Aladine A. Elsamadicy, Owoicho Adogwa, Shay Behrens, Amanda Sergesketter, Angel Chen, Ankit I. Mehta, Raul A. Vasquez, Joseph Cheng, Carlos A. Bagley, Isaac O. Karikari

Abstract

Background: While there are variations in techniques and surgical approaches to spinal fusion, there is not a defined consensus on a recommended surgical approach. The aim of this study is to determine if there was a difference in intra- and post-operative complication rates between different surgical approaches after elective spinal fusion (≥3 levels) for adult spine deformity.
Methods: The medical records of 443 adult spine deformity patients undergoing elective spinal fusion (≥3) at a major academic institution from 2005 to 2015 were reviewed. We identified 96 (21.7%) anterior only, 225 (50.8%) posterior only, and 122 (27.5%) combined anterior/posterior approaches taken for spinal fusion (anterior: n=96; posterior: n=225).
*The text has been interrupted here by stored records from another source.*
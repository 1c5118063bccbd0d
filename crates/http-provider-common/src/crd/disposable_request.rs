//! DisposableRequest CRD types
//!
//! A disposable request sends one request until its response matches, then
//! stops (or keeps looping when `shouldLoopInfinitely` is set).

use kube::CustomResource;
use schemars::JsonSchema;
use serde::{Deserialize, Serialize};

use super::types::{Headers, RequestStatus, SecretInjectionConfig};

/// Parameters of a one-shot request
#[derive(Clone, Debug, Default, Deserialize, Serialize, JsonSchema, PartialEq)]
#[serde(rename_all = "camelCase")]
pub struct DisposableRequestParameters {
    /// URL template
    pub url: String,

    /// HTTP method
    pub method: String,

    /// Header templates
    #[serde(default, skip_serializing_if = "Headers::is_empty")]
    pub headers: Headers,

    /// Body template
    #[serde(default, skip_serializing_if = "Option::is_none")]
    pub body: Option<String>,

    /// Predicate the response must satisfy; any 2xx when unset
    #[serde(default, skip_serializing_if = "Option::is_none")]
    pub expected_response: Option<String>,

    /// Per-request deadline (e.g. "30s")
    #[serde(default, skip_serializing_if = "Option::is_none")]
    pub wait_timeout: Option<String>,

    /// Skip TLS certificate verification
    #[serde(default, rename = "insecureSkipTLSVerify")]
    pub insecure_skip_tls_verify: bool,

    /// Consecutive failures after which the request is no longer sent
    #[serde(default, skip_serializing_if = "Option::is_none")]
    pub rollback_retries_limit: Option<i32>,

    /// Keep sending after a matching response
    #[serde(default)]
    pub should_loop_infinitely: bool,

    /// Interval between sends when looping or retrying
    #[serde(default, skip_serializing_if = "Option::is_none")]
    pub next_reconcile: Option<String>,

    /// Response fields to copy into secrets
    #[serde(default, skip_serializing_if = "Vec::is_empty")]
    pub secret_injection_configs: Vec<SecretInjectionConfig>,
}

/// One-shot HTTP request
#[derive(CustomResource, Clone, Debug, Deserialize, Serialize, JsonSchema, PartialEq)]
#[kube(
    group = "http.provider.dev",
    version = "v1alpha1",
    kind = "DisposableRequest",
    plural = "disposablerequests",
    shortname = "dreq",
    namespaced,
    status = "RequestStatus",
    printcolumn = r#"{"name":"Synced","type":"boolean","jsonPath":".status.synced"}"#,
    printcolumn = r#"{"name":"Status","type":"integer","jsonPath":".status.response.statusCode"}"#,
    printcolumn = r#"{"name":"Age","type":"date","jsonPath":".metadata.creationTimestamp"}"#
)]
#[serde(rename_all = "camelCase")]
pub struct DisposableRequestSpec {
    /// Request parameters
    pub for_provider: DisposableRequestParameters,
}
Patient demographics, comorbidities, anatomical location, and complication rates were collected for each patient. The primary outcome investigated in this study was the rate of intra- and post-operative complications.
Results: Patient demographics and comorbidities were similar between all groups. The posterior approach had significantly higher EBL (P<0.0001) and number of PRBC blood transfusions (P<0.002), while the combined approach had a higher operative time (P<0.0001). The posterior approach had a significantly higher rate of intraoperative durotomies than anterior and combined (anterior: 0% vs. posterior: 11.1% vs. combined: 4.1%, P<0.0001). There was no significant difference in the rate 30-day readmissions between the cohorts (anterior: 10.4% vs. posterior: 12.8% vs. combined: 13.1%, P=0.80).
Conclusions: Our study suggests that posterior approaches to spinal fusion may lead to a higher incidence of complications compared to anterior or combined anterior/posterior approaches.